In the present case, the plaintiff sought joint legal custody and any further orders that the court deemed necessary. When looking at the relief sought in the custody complaint alone, it is difficult to understand the defendant's contention that the court was limited, if at all, to making an award of joint legal custody. It is here that we must reiterate the principle that when making or modifying custody orders, the court's ultimate concern is determining the best interest of the child. In re Anthony E., 96 Conn.App. 414, 418, 900 A.2d 594, cert. denied, 280 Conn. 914, 908 A.2d 535 (2006). We conclude that the court did, in fact, properly consider the best interest of the child in its award of sole custody to the plaintiff.

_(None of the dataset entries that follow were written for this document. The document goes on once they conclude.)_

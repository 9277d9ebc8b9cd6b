//! crowd-scheduler
//!
//! Assigns crowdsourcing tasks to contributors and records their answers.

use anyhow::{Context, Result, bail};
use clap::Parser;
use crowd_scheduler::cli::export::ExportArgs;
use crowd_scheduler::cli::{
    AnswerArgs, Cli, Command, NewTaskArgs, ProjectCommand, ServeArgs, TaskCommand, parse_json_arg,
};
use crowd_scheduler::config::{Config, ConfigLoader};
use crowd_scheduler::db::Database;
use crowd_scheduler::logging;
use crowd_scheduler::sched::lease::ExpiringLease;
use crowd_scheduler::sched::{Scheduler, SchedulingPolicy};
use crowd_scheduler::server;
use crowd_scheduler::types::{NewProject, NewTask, NewTaskRun, Requester, TaskState};
use serde::Serialize;
use serde_json::{Value, json};
use std::io::Write;
use std::path::Path;
use std::sync::Arc;
use std::time::Duration;
use tracing::{debug, info};

#[tokio::main]
async fn main() -> Result<()> {
    let cli = Cli::parse();

    logging::init(&cli.log, cli.verbose)?;

    let mut loader = ConfigLoader::load(cli.config.as_deref().map(Path::new))?;
    if let Some(db_path) = &cli.database {
        loader.config_mut().server.db_path = db_path.into();
    }
    debug!(sources = ?loader.sources(), "Using configuration");
    let config = loader.into_config();

    config.ensure_db_dir()?;
    let db = Arc::new(Database::open(&config.server.db_path)?);
    let scheduler = Arc::new(build_scheduler(&config, Arc::clone(&db)));

    match cli.command {
        Some(Command::Serve(args)) => run_server(&config, scheduler, args).await?,
        None => run_server(&config, scheduler, ServeArgs::default()).await?,
        Some(Command::Project(cmd)) => run_project(&db, cmd)?,
        Some(Command::Task(cmd)) => run_task(&config, &db, cmd)?,
        Some(Command::NewTask(args)) => run_new_task(&scheduler, args)?,
        Some(Command::Answer(args)) => run_answer(&config, &scheduler, args)?,
        Some(Command::Stats { project }) => print_json(&db.project_stats(project)?)?,
        Some(Command::Progress { project, requester }) => {
            let requester = Requester::resolve_with_fallback(
                requester.user_id,
                requester.user_ip.as_deref(),
                &config.scheduler.anonymous_ip,
            );
            print_json(&db.user_progress(project, &requester)?)?;
        }
        Some(Command::Export(args)) => run_export(&db, args)?,
    }

    Ok(())
}

fn build_scheduler(config: &Config, db: Arc<Database>) -> Scheduler {
    let mut scheduler = Scheduler::new(db)
        .with_window(config.scheduler.candidate_window)
        .with_fallback_ip(config.scheduler.anonymous_ip.clone());

    if let Some(secs) = config.scheduler.lease_seconds {
        scheduler = scheduler.with_lease_strategy(Arc::new(ExpiringLease::new(Duration::from_secs(secs))));
    }
    debug!(
        window = scheduler.window(),
        lease = scheduler.lease_strategy().name(),
        "Scheduler configured"
    );
    scheduler
}

async fn run_server(config: &Config, scheduler: Arc<Scheduler>, args: ServeArgs) -> Result<()> {
    let bind = args.bind.unwrap_or_else(|| config.server.bind.clone());
    let port = args.port.unwrap_or(config.server.port);
    info!(db = %config.server.db_path.display(), "Starting scheduler API");
    server::serve(scheduler, &bind, port).await
}

fn run_project(db: &Database, cmd: ProjectCommand) -> Result<()> {
    match cmd {
        ProjectCommand::Create {
            short_name,
            name,
            sched,
            no_anonymous,
        } => {
            let info = sched.map(|s| json!({ "sched": SchedulingPolicy::from(s).as_str() }));
            let project = db.create_project(NewProject {
                short_name,
                name: name.unwrap_or_default(),
                allow_anonymous_contributors: !no_anonymous,
                info,
            })?;
            print_json(&project)
        }
        ProjectCommand::List => print_json(&db.list_projects()?),
        ProjectCommand::SetSched { project, sched } => {
            print_json(&db.set_project_policy(project, sched.into())?)
        }
        ProjectCommand::SetAnonymous { project, allow } => {
            print_json(&db.set_allow_anonymous(project, allow)?)
        }
    }
}

fn run_task(config: &Config, db: &Database, cmd: TaskCommand) -> Result<()> {
    match cmd {
        TaskCommand::Add {
            project,
            n_answers,
            priority,
            info,
        } => {
            let info = info
                .map(|raw| serde_json::from_str::<Value>(&raw).context("--info must be JSON"))
                .transpose()?;
            let task = db.create_task(
                project,
                NewTask {
                    n_answers: Some(n_answers.unwrap_or(config.scheduler.default_n_answers)),
                    priority_0: priority,
                    info,
                },
            )?;
            print_json(&task)
        }
        TaskCommand::List { project, state } => {
            let state = match state.as_deref() {
                None => None,
                Some(s) => match TaskState::from_str(s) {
                    Some(state) => Some(state),
                    None => bail!("unknown task state '{}' (expected ongoing or completed)", s),
                },
            };
            print_json(&db.list_tasks(project, state)?)
        }
        TaskCommand::Redundancy { project, n_answers } => {
            print_json(&db.set_project_redundancy(project, n_answers)?)
        }
    }
}

fn run_new_task(scheduler: &Scheduler, args: NewTaskArgs) -> Result<()> {
    let assignment = scheduler.new_task(
        args.project,
        args.requester.user_id,
        args.requester.user_ip.as_deref(),
        args.offset,
    )?;
    print_json(&assignment.to_legacy_json())
}

fn run_answer(config: &Config, scheduler: &Scheduler, args: AnswerArgs) -> Result<()> {
    let requester = Requester::resolve_with_fallback(
        args.requester.user_id,
        args.requester.user_ip.as_deref(),
        &config.scheduler.anonymous_ip,
    );
    let run = scheduler.submit_task_run(NewTaskRun {
        project_id: args.project,
        task_id: args.task,
        user_id: requester.user_id(),
        user_ip: requester.user_ip().map(String::from),
        info: args.info.as_deref().map(parse_json_arg).unwrap_or(Value::Null),
    })?;
    print_json(&run)
}

fn run_export(db: &Database, args: ExportArgs) -> Result<()> {
    let snapshot = db.export_project(args.project, !args.no_task_runs)?;
    let size = snapshot.to_json_pretty()?.len() as u64;
    let compress = args.should_compress(Some(size));

    match args.output_path(compress) {
        Some(path) => {
            let file = std::fs::File::create(&path)
                .with_context(|| format!("creating {}", path.display()))?;
            let mut writer = std::io::BufWriter::new(file);
            snapshot.write_to(&mut writer, compress)?;
            writer.flush()?;
            info!(
                project_id = args.project,
                path = %path.display(),
                tasks = snapshot.tasks.len(),
                task_runs = snapshot.task_runs.len(),
                compressed = compress,
                "Project exported"
            );
        }
        None => {
            let stdout = std::io::stdout();
            let mut lock = stdout.lock();
            snapshot.write_to(&mut lock, compress)?;
            lock.flush()?;
        }
    }
    Ok(())
}

fn print_json<T: Serialize>(value: &T) -> Result<()> {
    println!("{}", serde_json::to_string_pretty(value)?);
    Ok(())
}
//! Task selection policies.
//!
//! Each policy reads a fresh candidate set from the database; nothing is cached
//! between calls.

use super::lease::TaskLeaseStrategy;
use crate::db::Database;
use crate::types::{Requester, Task};
use anyhow::Result;
use rand::Rng;
use rand::seq::IndexedRandom;
use serde_json::{Map, Value};

/// Highest `priority_0` first, oldest first on ties; returns the task at
/// `offset` within the window.
pub(crate) fn depth_first(
    db: &Database,
    lease: &dyn TaskLeaseStrategy,
    project_id: i64,
    requester: &Requester,
    offset: usize,
    window: usize,
) -> Result<Option<Task>> {
    let candidates = db.candidate_tasks(project_id, requester, window)?;
    Ok(lease.admit(requester, candidates).into_iter().nth(offset))
}

/// Fewest answers first, oldest first on ties; returns the task at `offset`
/// within the window.
///
/// Answer counts are not compared against `n_answers`, so a task may collect a
/// few answers beyond its quota under concurrent load.
pub(crate) fn breadth_first(
    db: &Database,
    lease: &dyn TaskLeaseStrategy,
    project_id: i64,
    requester: &Requester,
    offset: usize,
    window: usize,
) -> Result<Option<Task>> {
    let candidates = db
        .breadth_first_candidates(project_id, requester, window)?
        .into_iter()
        .map(|(task, _answers)| task)
        .collect();
    Ok(lease.admit(requester, candidates).into_iter().nth(offset))
}

/// Any task of the project, uniformly at random.
///
/// Ignores completion, prior answers by the requester and the offset.
pub(crate) fn random<R: Rng + ?Sized>(
    db: &Database,
    project_id: i64,
    rng: &mut R,
) -> Result<Option<Task>> {
    let tasks = db.all_project_tasks(project_id)?;
    Ok(tasks.choose(rng).cloned())
}

/// A random task from the depth-first window, carrying the latest answer any
/// requester gave for it under `info.last_answer`.
///
/// The annotation lives only on the returned value and is never written back.
pub(crate) fn incremental<R: Rng + ?Sized>(
    db: &Database,
    lease: &dyn TaskLeaseStrategy,
    project_id: i64,
    requester: &Requester,
    window: usize,
    rng: &mut R,
) -> Result<Option<Task>> {
    let candidates = lease.admit(requester, db.candidate_tasks(project_id, requester, window)?);
    let Some(mut task) = candidates.choose(rng).cloned() else {
        return Ok(None);
    };

    if let Some(run) = db.latest_task_run(task.id)? {
        attach_last_answer(&mut task, run.info);
    }
    Ok(Some(task))
}

fn attach_last_answer(task: &mut Task, answer: Value) {
    match &mut task.info {
        Value::Object(map) => {
            map.insert("last_answer".to_string(), answer);
        }
        other => {
            let mut map = Map::new();
            map.insert("last_answer".to_string(), answer);
            *other = Value::Object(map);
        }
    }
}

In the present case, in light of the testimony and recommendations of the family relations counselor and the child's guardian ad litem, the testimony of the defendant and the court's conclusions concerning all of the evidence before it, we cannot conclude that the court abused its discretion. We conclude that the evidence was sufficient for the court to find that it was in the best interest of the minor child that the custody arrangements be changed and, therefore, that it was in the best interest of the child for the plaintiff to have sole custody, with visitation rights in the defendant at the plaintiff's discretion.
The judgment is affirmed.
1. The defendant did not explain to the family relations counselor why it took her so long to respond to the letters and telephone messages she previously had received.
2. The defendant was well aware of the counselor's custody recommendation prior to the November 12, 2003 custody hearing because she spoke with the family relations counselor on August 27, 2003. This telephone conversation, along with the defendant's access to the final report filed on November 5, 2003, with the family relations division, was sufficient to put the defendant on notice that the court would consider the possibility of following the report's recommendation to award sole custody of the child to the plaintiff.
In this opinion the other judges concurred.